Only the lines from the top of the data through the one with "const UNSET_DAY: &str" are to be written out, each exactly as it stands.

- Opening Delimiter -

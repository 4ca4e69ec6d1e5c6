use crate::manager_alarm::models::Alarm;

const DAY_ABBREVIATIONS: [&str; 7] = ["Mon", "Tue", "Wed", "Thu", "Fri", "Sat", "Sun"];
const UNSET_DAY: &str = "---";

/// Formats the repeat days of an alarm, e.g. "Mon Tue --- --- Fri --- ---"
///
/// # Arguments
///
/// * 'alarm' - the alarm to format
pub fn formatted_repeat(alarm: &Alarm) -> String {
    alarm.repeat()
        .iter()
        .zip(DAY_ABBREVIATIONS)
        .map(|(set, day)| if *set { day } else { UNSET_DAY })
        .collect::<Vec<&str>>()
        .join(" ")
}

/// Pads single digit values with a leading zero
pub fn leading_zero(value: u8) -> String {
    format!("{:02}", value)
}

/// Clock display of an alarm, "HH:MM"
pub fn formatted_time(alarm: &Alarm) -> String {
    format!("{}:{}", leading_zero(alarm.hour), leading_zero(alarm.minute))
}

pub fn enabled_button_text(enabled: bool) -> &'static str {
    if enabled { "Enabled" } else { "Disabled" }
}
mod errors;
mod logging;
mod initialization;
mod handlers;
mod manager_alarm;
mod manager_weather;
mod manager_polling;
mod manager_forecast;
mod manager_chart;
mod solar_altitude;
mod themes;
mod view;

use std::sync::Arc;
use actix_web::{web, App, HttpServer};
use log::info;
use crate::errors::UnrecoverableError;
use crate::handlers::configure;
use crate::initialization::config;
use crate::manager_alarm::{AlarmServer, AlarmStore};
use crate::manager_forecast::run_weather;
use crate::manager_polling::run_alarm_polling;
use crate::manager_weather::OpenWeatherMap;
use crate::view::ViewState;

struct AppState<S> {
    alarms: Arc<AlarmStore<S>>,
    view: Arc<ViewState>,
    latitude: f64,
    longitude: f64,
}

#[actix_web::main]
async fn main() -> Result<(), UnrecoverableError> {
    let config = config()?;
    info!("starting with alarm server {} and forecast city {}",
        config.alarm_server.base_url, config.weather.city_id);

    let store = Arc::new(AlarmStore::new(AlarmServer::new(&config.alarm_server.base_url)?));
    let view = Arc::new(ViewState::new());

    tokio::spawn(run_alarm_polling(store.clone(), config.alarm_server.poll_interval_secs));

    let owm = OpenWeatherMap::new(
        &config.weather.base_url, config.weather.city_id, config.weather.api_key.clone())?;
    let weather_view = view.clone();
    tokio::spawn(async move {
        run_weather(&owm, weather_view.as_ref()).await;
    });

    let latitude = config.weather.latitude;
    let longitude = config.weather.longitude;

    HttpServer::new(move || {
        App::new()
            .app_data(web::Data::new(AppState {
                alarms: store.clone(),
                view: view.clone(),
                latitude,
                longitude,
            }))
            .configure(configure::<AlarmServer>)
    })
        .bind((config.web_server.bind_address, config.web_server.bind_port))?
        .run()
        .await?;

    Ok(())
}
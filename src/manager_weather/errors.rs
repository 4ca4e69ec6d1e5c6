use std::fmt;

#[derive(Debug)]
pub enum WeatherError {
    Transport(String),
    ProviderStatus(String),
    Parse(String),
    NotFound(String),
}

impl fmt::Display for WeatherError {
    fn fmt(&self, f: &mut fmt::Formatter) -> fmt::Result {
        match self {
            WeatherError::Transport(e) => write!(f, "WeatherError::Transport: {}", e),
            WeatherError::ProviderStatus(e) => write!(f, "WeatherError::ProviderStatus: {}", e),
            WeatherError::Parse(e) => write!(f, "WeatherError::Parse: {}", e),
            WeatherError::NotFound(e) => write!(f, "WeatherError::NotFound: {}", e),
        }
    }
}
impl From<reqwest::Error> for WeatherError {
    fn from(e: reqwest::Error) -> Self {
        WeatherError::Transport(e.to_string())
    }
}
impl From<serde_json::Error> for WeatherError {
    fn from(e: serde_json::Error) -> Self {
        WeatherError::Parse(e.to_string())
    }
}
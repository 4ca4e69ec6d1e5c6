use std::env;
use std::fs;
use serde::Deserialize;
use crate::errors::ConfigError;
use crate::logging::setup_logger;

const DEFAULT_CONFIG_PATH: &str = "config.toml";

#[derive(Deserialize, Debug)]
pub struct WebServer {
    pub bind_address: String,
    pub bind_port: u16,
}

#[derive(Deserialize, Debug)]
pub struct AlarmServer {
    pub base_url: String,
    #[serde(default = "default_poll_interval")]
    pub poll_interval_secs: u64,
}

#[derive(Deserialize, Debug)]
pub struct Weather {
    pub base_url: String,
    pub city_id: u64,
    pub api_key: Option<String>,
    pub latitude: f64,
    pub longitude: f64,
}

#[derive(Deserialize, Debug)]
pub struct General {
    pub log_path: String,
    pub log_level: String,
    #[serde(default)]
    pub log_to_stdout: bool,
}

#[derive(Deserialize, Debug)]
pub struct Config {
    pub web_server: WebServer,
    pub alarm_server: AlarmServer,
    pub weather: Weather,
    pub general: General,
}

fn default_poll_interval() -> u64 { 2 }

/// Loads the configuration file and sets up logging
///
/// The config file path is given with the `--config=<path>` argument and
/// defaults to `config.toml` in the working directory.
pub fn config() -> Result<Config, ConfigError> {
    let config_path = config_path(env::args());
    let toml = fs::read_to_string(&config_path)
        .map_err(|e| ConfigError(format!("failed to read {}: {}", config_path, e)))?;

    let config = parse_config(&toml)?;
    setup_logger(&config.general.log_path, &config.general.log_level, config.general.log_to_stdout)?;

    Ok(config)
}

/// Parses and validates a configuration document
///
/// # Arguments
///
/// * 'toml' - the configuration in toml format
fn parse_config(toml: &str) -> Result<Config, ConfigError> {
    let config: Config = toml::from_str(toml)?;

    if config.alarm_server.poll_interval_secs == 0 {
        return Err(ConfigError::from("poll_interval_secs must be greater than zero"));
    }

    Ok(config)
}

/// Picks the config path out of the program arguments
///
/// # Arguments
///
/// * 'args' - program arguments, including the program name
fn config_path<I: Iterator<Item = String>>(args: I) -> String {
    args.skip(1)
        .find_map(|a| a.strip_prefix("--config=").map(str::to_string))
        .unwrap_or_else(|| DEFAULT_CONFIG_PATH.to_string())
}

#[cfg(test)]
mod tests {
    use super::*;

    const CONFIG: &str = r#"
        [web_server]
        bind_address = "127.0.0.1"
        bind_port = 8080

        [alarm_server]
        base_url = "http://localhost/LightUpPi"

        [weather]
        base_url = "http://api.openweathermap.org/data/2.5/forecast"
        city_id = 2633691
        latitude = 52.5833
        longitude = 2.1333

        [general]
        log_path = "/tmp/lightuppi.log"
        log_level = "info"
    "#;

    #[test]
    fn parses_config_with_defaults() {
        let config = parse_config(CONFIG).unwrap();

        assert_eq!(config.web_server.bind_port, 8080);
        assert_eq!(config.alarm_server.poll_interval_secs, 2);
        assert_eq!(config.weather.city_id, 2633691);
        assert!(config.weather.api_key.is_none());
        assert!(!config.general.log_to_stdout);
    }

    #[test]
    fn rejects_zero_poll_interval() {
        let toml = CONFIG.replace(
            "base_url = \"http://localhost/LightUpPi\"",
            "base_url = \"http://localhost/LightUpPi\"\npoll_interval_secs = 0",
        );

        assert!(parse_config(&toml).is_err());
    }

    #[test]
    fn rejects_missing_section() {
        assert!(parse_config("[web_server]\nbind_address = \"x\"\nbind_port = 1\n").is_err());
    }

    #[test]
    fn finds_config_argument() {
        let args = vec!["lightuppi-web".to_string(), "--config=/etc/lightuppi.toml".to_string()];
        assert_eq!(config_path(args.into_iter()), "/etc/lightuppi.toml");

        let args = vec!["lightuppi-web".to_string()];
        assert_eq!(config_path(args.into_iter()), DEFAULT_CONFIG_PATH);
    }
}
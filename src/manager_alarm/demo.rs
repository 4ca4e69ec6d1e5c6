use chrono::DateTime;
use crate::manager_alarm::models::Alarm;

/// Returns the fixed demo alarms shown whenever the alarm server can't be used,
/// so that the page never renders an empty alarm list.
pub fn demo_alarms() -> Vec<Alarm> {
    vec![
        Alarm {
            id: 1,
            label: "Fake default alarm 1".to_string(),
            hour: 7,
            minute: 30,
            enabled: true,
            monday: true,
            tuesday: true,
            wednesday: true,
            thursday: true,
            friday: true,
            saturday: false,
            sunday: false,
            timestamp: DateTime::from_timestamp(1431391253, 0).unwrap_or_default(),
        },
        Alarm {
            id: 2,
            label: "Fake default alarm 2".to_string(),
            hour: 10,
            minute: 45,
            enabled: true,
            monday: false,
            tuesday: false,
            wednesday: false,
            thursday: false,
            friday: false,
            saturday: true,
            sunday: true,
            timestamp: DateTime::from_timestamp(1431211548, 0).unwrap_or_default(),
        },
    ]
}
use std::sync::Arc;
use log::debug;
use tokio::time::{interval, Duration, MissedTickBehavior};
use crate::manager_alarm::{AlarmSource, AlarmStore};

/// Alarm polling loop
///
/// Every tick spawns its own refresh, so a slow response never holds back the
/// next poll. The store discards responses that arrive after a newer one.
///
/// # Arguments
///
/// * 'store' - the alarm store to keep refreshed
/// * 'interval_secs' - seconds between polls
pub async fn run_alarm_polling<S: AlarmSource + 'static>(store: Arc<AlarmStore<S>>, interval_secs: u64) {
    let mut ticker = interval(Duration::from_secs(interval_secs));
    ticker.set_missed_tick_behavior(MissedTickBehavior::Delay);

    loop {
        ticker.tick().await;

        let store = store.clone();
        tokio::spawn(async move {
            if let Ok(alarms) = store.refresh().await {
                debug!("polled {} alarms", alarms.len());
            }
        });
    }
}

#[cfg(test)]
mod tests {
    use super::*;
    use crate::manager_alarm::tests::{alarm, fetch_count, FakeSource};

    #[tokio::test]
    async fn polls_repeatedly() {
        let store = Arc::new(AlarmStore::new(FakeSource::with_alarms(vec![alarm(1, 7, 0, true)])));
        let poller = tokio::spawn(run_alarm_polling(store.clone(), 1));

        tokio::time::sleep(Duration::from_millis(1500)).await;
        poller.abort();

        assert!(fetch_count(&store) >= 2);
        assert_eq!(store.alarms(), vec![alarm(1, 7, 0, true)]);
    }
}
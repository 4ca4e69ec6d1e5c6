use std::str::FromStr;
use log::LevelFilter;
use log4rs::append::console::ConsoleAppender;
use log4rs::append::rolling_file::policy::compound::CompoundPolicy;
use log4rs::append::rolling_file::policy::compound::roll::fixed_window::FixedWindowRoller;
use log4rs::append::rolling_file::policy::compound::trigger::size::SizeTrigger;
use log4rs::append::rolling_file::RollingFileAppender;
use log4rs::config::{Appender, Root};
use log4rs::encode::pattern::PatternEncoder;
use log4rs::Config;
use crate::errors::ConfigError;

const LOG_PATTERN: &str = "{d(%Y-%m-%d %H:%M:%S)} {l:<5} {M} - {m}{n}";
const MAX_LOG_SIZE: u64 = 3 * 1024 * 1024;
const ARCHIVED_LOGS: u32 = 5;

/// Sets up the logger with a rolling file appender and, optionally, a console appender
///
/// # Arguments
///
/// * 'log_path' - path to the active log file, archives get a numeric suffix
/// * 'log_level' - root log level, e.g. "info" or "debug"
/// * 'log_to_stdout' - whether to also log to stdout
pub fn setup_logger(log_path: &str, log_level: &str, log_to_stdout: bool) -> Result<(), ConfigError> {
    let level = LevelFilter::from_str(log_level)
        .map_err(|e| ConfigError(format!("invalid log level '{}': {}", log_level, e)))?;

    let roller = FixedWindowRoller::builder()
        .build(&format!("{}.{{}}", log_path), ARCHIVED_LOGS)
        .map_err(|e| ConfigError(e.to_string()))?;
    let policy = CompoundPolicy::new(Box::new(SizeTrigger::new(MAX_LOG_SIZE)), Box::new(roller));

    let file = RollingFileAppender::builder()
        .encoder(Box::new(PatternEncoder::new(LOG_PATTERN)))
        .build(log_path, Box::new(policy))?;

    let mut builder = Config::builder()
        .appender(Appender::builder().build("file", Box::new(file)));
    let mut root = Root::builder().appender("file");

    if log_to_stdout {
        let stdout = ConsoleAppender::builder()
            .encoder(Box::new(PatternEncoder::new(LOG_PATTERN)))
            .build();
        builder = builder.appender(Appender::builder().build("stdout", Box::new(stdout)));
        root = root.appender("stdout");
    }

    let config = builder.build(root.build(level))?;
    log4rs::init_config(config)?;

    Ok(())
}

- Closing Delimiter -

● **Written response**
repository 4ca4e69ec6d1e5c6
use crate::manager_alarm::models::Alarm;

const DAY_ABBREVIATIONS: [&str; 7] = ["Mon", "Tue", "Wed", "Thu", "Fri", "Sat", "Sun"];
const UNSET_DAY: &str = "---";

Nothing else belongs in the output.